The Horton lab is interested in defining the molecular and metabolic alterations that result in excessive fat accumulation in liver. Our current focus is characterizing enzymes involved in microsomal fatty acid elongation and defining the

potential roles the products of these enzymes have in regulating lipid homeostasis.

Fatty acids are synthesized from acetyl-CoA and malonyl-CoA through a series of reactions shown in Figure 1. The de novo synthesis of fatty acids occurs in two distinct cellular compartments. Palmitate (16:0) is synthesized from acetyl-CoA and malonyl-CoA in the cytoplasm by the enzymes acetyl-CoA carboxylase-1 and fatty acid synthase. The synthesis of fatty acids longer than 16 carbons takes place in microsomes and utilizes malonyl-CoA as the carbon source.

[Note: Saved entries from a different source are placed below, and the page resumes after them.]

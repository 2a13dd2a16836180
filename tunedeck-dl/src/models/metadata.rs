//! Resolved provider metadata and the fields derived from it

use serde::{Deserialize, Serialize};

/// Metadata as returned by the media provider for a single reference.
///
/// This is the normalized form of the provider's info JSON; only the
/// fields the pipeline consumes are kept.
#[derive(Debug, Clone, Default, Serialize, Deserialize)]
pub struct ResolvedMetadata {
    pub title: String,
    #[serde(default)]
    pub description: String,
    pub uploader: Option<String>,
    pub channel: Option<String>,
    pub duration_seconds: Option<f64>,
    pub release_year: Option<i32>,
    /// `YYYYMMDD` or `YYYY-MM-DD` as delivered by the provider
    pub release_date: Option<String>,
    /// Unix seconds of the official release, when known
    pub release_timestamp: Option<i64>,
    /// Upload date, `YYYYMMDD`
    pub upload_date: Option<String>,
    pub thumbnail_url: Option<String>,
    #[serde(default)]
    pub tags: Vec<String>,
}

/// Fields distilled from [`ResolvedMetadata`] for naming, tagging, and
/// classification.
#[derive(Debug, Clone, Default, PartialEq, Eq, Serialize, Deserialize)]
pub struct ExtractedFields {
    pub artist: Option<String>,
    pub title: String,
    pub year: Option<i32>,
    /// Quick genre hit from title/description keywords, if any.
    /// Absence here does not mean unclassifiable; the full cascade runs later.
    pub genre: Option<String>,
}

/// Where a genre classification came from, in cascade order.
#[derive(Debug, Clone, Copy, PartialEq, Eq, Serialize, Deserialize)]
#[serde(rename_all = "snake_case")]
pub enum GenreSource {
    History,
    Hashtag,
    Tags,
    Channel,
    TitleKeyword,
    DescriptionDeep,
    ExternalRegistry,
    WebSearch,
    AudioMl,
}

impl GenreSource {
    pub fn as_str(&self) -> &'static str {
        match self {
            GenreSource::History => "history",
            GenreSource::Hashtag => "hashtag",
            GenreSource::Tags => "tags",
            GenreSource::Channel => "channel",
            GenreSource::TitleKeyword => "title_keyword",
            GenreSource::DescriptionDeep => "description_deep",
            GenreSource::ExternalRegistry => "external_registry",
            GenreSource::WebSearch => "web_search",
            GenreSource::AudioMl => "audio_ml",
        }
    }

    pub fn parse(s: &str) -> Option<Self> {
        match s {
            "history" => Some(GenreSource::History),
            "hashtag" => Some(GenreSource::Hashtag),
            "tags" => Some(GenreSource::Tags),
            "channel" => Some(GenreSource::Channel),
            "title_keyword" => Some(GenreSource::TitleKeyword),
            "description_deep" => Some(GenreSource::DescriptionDeep),
            "external_registry" => Some(GenreSource::ExternalRegistry),
            "web_search" => Some(GenreSource::WebSearch),
            "audio_ml" => Some(GenreSource::AudioMl),
            _ => None,
        }
    }
}

/// A genre classification together with its provenance.
#[derive(Debug, Clone, PartialEq, Eq, Serialize, Deserialize)]
pub struct GenreResult {
    pub genre: String,
    pub source: GenreSource,
}

/// Decade folder name for a release year: `1990s`, `2020s`, or
/// `Unknown` when no year is available.
pub fn decade_from_year(year: Option<i32>) -> String {
    match year {
        Some(y) => format!("{}s", (y / 10) * 10),
        None => "Unknown".to_string(),
    }
}

impl ExtractedFields {
    /// Derive artist, title, year, and a quick genre hit from provider
    /// metadata.
    ///
    /// Year preference order: explicit release year, release date,
    /// release timestamp, upload date, then a plausible 4-digit year in
    /// the title (which is then stripped from the title).
    pub fn derive(metadata: &ResolvedMetadata, vocab: &crate::services::genre::GenreVocabulary) -> Self {
        let mut year = year_from_provider(metadata);
        let mut title = metadata.title.clone();

        if year.is_none() {
            if let Some((found, cleaned)) = year_from_title(&title) {
                year = Some(found);
                title = cleaned;
            }
        }

        let (artist, track_title) = split_artist_title(&title);
        let artist = artist.or_else(|| artist_from_description(&metadata.description));

        let genre = vocab
            .match_text(&metadata.title)
            .or_else(|| vocab.match_text(&metadata.description))
            .map(str::to_string);

        Self {
            artist,
            title: track_title,
            year,
            genre,
        }
    }
}

fn plausible_year(y: i32) -> bool {
    (1900..=2100).contains(&y)
}

fn year_from_provider(metadata: &ResolvedMetadata) -> Option<i32> {
    if let Some(y) = metadata.release_year.filter(|y| plausible_year(*y)) {
        return Some(y);
    }
    if let Some(date) = &metadata.release_date {
        if let Some(y) = first_four_digit_year(date) {
            return Some(y);
        }
    }
    if let Some(ts) = metadata.release_timestamp {
        if let Some(dt) = chrono::DateTime::from_timestamp(ts, 0) {
            use chrono::Datelike;
            let y = dt.year();
            if plausible_year(y) {
                return Some(y);
            }
        }
    }
    if let Some(upload) = &metadata.upload_date {
        if upload.len() >= 4 {
            if let Ok(y) = upload[..4].parse::<i32>() {
                if plausible_year(y) {
                    return Some(y);
                }
            }
        }
    }
    None
}

/// First run of exactly four digits that parses to a plausible year.
fn first_four_digit_year(s: &str) -> Option<i32> {
    let bytes = s.as_bytes();
    let mut i = 0;
    while i < bytes.len() {
        if bytes[i].is_ascii_digit() {
            let start = i;
            while i < bytes.len() && bytes[i].is_ascii_digit() {
                i += 1;
            }
            if i - start == 4 {
                if let Ok(y) = s[start..i].parse::<i32>() {
                    if plausible_year(y) {
                        return Some(y);
                    }
                }
            }
        } else {
            i += 1;
        }
    }
    None
}

/// Find a standalone `19xx`/`20xx` token in a title, returning the year
/// and the title with the year (and its surrounding brackets) removed.
fn year_from_title(title: &str) -> Option<(i32, String)> {
    let bytes = title.as_bytes();
    let mut i = 0;
    while i + 4 <= bytes.len() {
        if bytes[i].is_ascii_digit() {
            let start = i;
            let mut end = i;
            while end < bytes.len() && bytes[end].is_ascii_digit() {
                end += 1;
            }
            let boundary_before = start == 0 || !bytes[start - 1].is_ascii_alphanumeric();
            let boundary_after = end == bytes.len() || !bytes[end].is_ascii_alphanumeric();
            if end - start == 4 && boundary_before && boundary_after {
                let token = &title[start..end];
                if token.starts_with("19") || token.starts_with("20") {
                    if let Ok(year) = token.parse::<i32>() {
                        return Some((year, strip_year_token(title, start, end)));
                    }
                }
            }
            i = end;
        } else {
            i += 1;
        }
    }
    None
}

/// Remove a year token plus any wrapping brackets/dashes and pad spaces.
fn strip_year_token(title: &str, start: usize, end: usize) -> String {
    let bytes = title.as_bytes();
    let mut s = start;
    let mut e = end;
    while s > 0 && bytes[s - 1] == b' ' {
        s -= 1;
    }
    if s > 0 && matches!(bytes[s - 1], b'(' | b'[' | b'-') {
        s -= 1;
        while s > 0 && bytes[s - 1] == b' ' {
            s -= 1;
        }
    }
    while e < bytes.len() && bytes[e] == b' ' {
        e += 1;
    }
    if e < bytes.len() && matches!(bytes[e], b')' | b']' | b'-') {
        e += 1;
        while e < bytes.len() && bytes[e] == b' ' {
            e += 1;
        }
    }
    let mut out = String::with_capacity(title.len());
    out.push_str(title[..s].trim_end());
    let tail = title[e..].trim_start();
    if !out.is_empty() && !tail.is_empty() {
        out.push(' ');
    }
    out.push_str(tail);
    out.trim().to_string()
}

/// Split `Artist - Title` on the first spaced dash (plain, en, or em).
fn split_artist_title(title: &str) -> (Option<String>, String) {
    let separators = [" - ", " \u{2013} ", " \u{2014} "];
    let first = separators
        .iter()
        .filter_map(|sep| title.find(sep).map(|ix| (ix, sep.len())))
        .min_by_key(|(ix, _)| *ix);
    match first {
        Some((ix, sep_len)) => {
            let artist = title[..ix].trim();
            let track = title[ix + sep_len..].trim();
            if artist.is_empty() || track.is_empty() {
                (None, title.trim().to_string())
            } else {
                (Some(artist.to_string()), track.to_string())
            }
        }
        None => (None, title.trim().to_string()),
    }
}

/// Look for `Artist: X` style labels in the description.
fn artist_from_description(description: &str) -> Option<String> {
    const LABELS: [&str; 6] = ["artist:", "artista:", "by:", "por:", "performer:", "intérprete:"];
    for line in description.lines() {
        let lower = line.to_lowercase();
        for label in LABELS {
            if let Some(pos) = lower.find(label) {
                let value = line[pos + label.len()..].trim();
                if !value.is_empty() {
                    return Some(value.to_string());
                }
            }
        }
    }
    None
}

#[cfg(test)]
mod tests {
    use super::*;
    use crate::services::genre::GenreVocabulary;

    fn meta(title: &str) -> ResolvedMetadata {
        ResolvedMetadata {
            title: title.to_string(),
            ..Default::default()
        }
    }

    #[test]
    fn decade_rules() {
        assert_eq!(decade_from_year(Some(1994)), "1990s");
        assert_eq!(decade_from_year(Some(2020)), "2020s");
        assert_eq!(decade_from_year(Some(2029)), "2020s");
        assert_eq!(decade_from_year(None), "Unknown");
    }

    #[test]
    fn explicit_release_year_wins() {
        let mut m = meta("Artist - Song (1999)");
        m.release_year = Some(1987);
        m.upload_date = Some("20210101".to_string());
        let fields = ExtractedFields::derive(&m, GenreVocabulary::builtin());
        assert_eq!(fields.year, Some(1987));
    }

    #[test]
    fn upload_date_used_as_last_resort() {
        let mut m = meta("Artist - Song");
        m.upload_date = Some("20150612".to_string());
        let fields = ExtractedFields::derive(&m, GenreVocabulary::builtin());
        assert_eq!(fields.year, Some(2015));
    }

    #[test]
    fn year_extracted_and_stripped_from_title() {
        let fields = ExtractedFields::derive(&meta("Daft Punk - Around The World (1997)"), GenreVocabulary::builtin());
        assert_eq!(fields.year, Some(1997));
        assert_eq!(fields.artist.as_deref(), Some("Daft Punk"));
        assert_eq!(fields.title, "Around The World");
    }

    #[test]
    fn embedded_digits_are_not_years() {
        let fields = ExtractedFields::derive(&meta("Blink1982 - Song"), GenreVocabulary::builtin());
        assert_eq!(fields.year, None);
        assert_eq!(fields.artist.as_deref(), Some("Blink1982"));
    }

    #[test]
    fn splits_on_en_dash() {
        let fields = ExtractedFields::derive(&meta("Orbital \u{2013} Halcyon"), GenreVocabulary::builtin());
        assert_eq!(fields.artist.as_deref(), Some("Orbital"));
        assert_eq!(fields.title, "Halcyon");
    }

    #[test]
    fn no_separator_keeps_full_title() {
        let fields = ExtractedFields::derive(&meta("Some Mix Session"), GenreVocabulary::builtin());
        assert_eq!(fields.artist, None);
        assert_eq!(fields.title, "Some Mix Session");
    }

    #[test]
    fn artist_from_description_label() {
        let mut m = meta("Untitled Track");
        m.description = "Official upload\nArtist: Aphex Twin\n".to_string();
        let fields = ExtractedFields::derive(&m, GenreVocabulary::builtin());
        assert_eq!(fields.artist.as_deref(), Some("Aphex Twin"));
    }

    #[test]
    fn genre_source_round_trip() {
        for source in [
            GenreSource::History,
            GenreSource::Hashtag,
            GenreSource::Tags,
            GenreSource::Channel,
            GenreSource::TitleKeyword,
            GenreSource::DescriptionDeep,
            GenreSource::ExternalRegistry,
            GenreSource::WebSearch,
            GenreSource::AudioMl,
        ] {
            assert_eq!(GenreSource::parse(source.as_str()), Some(source));
        }
    }
}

These enzymes have only been partially characterized and not all have been identified.

The mammalian enzymes that elongate palmitic acid (16:0) and very long chain fatty acids (>C18) have been localized to the endoplasmic reticulum (ER) and are shown schematically in Figure 2. The initial condensation reaction is the regulated and rate-controlling step in microsomal fatty acyl elongation. We reported the cDNA cloning and characterization of a murine long chain fatty acyl elongase (LCE), now designated ELOVL6. Overexpression of ELOVL6 in cells resulted in the enhanced addition of 2-carbon units to C12-C16 fatty acids and evidence was provided that LCE catalyzed the initial condensation reaction of long chain fatty acid elongation. A line of knockout mice with a disrupted ELOVL6 gene is now being characterized to determine the physiological consequences of the induced mutation for lipid homeostasis and in the development of obesity.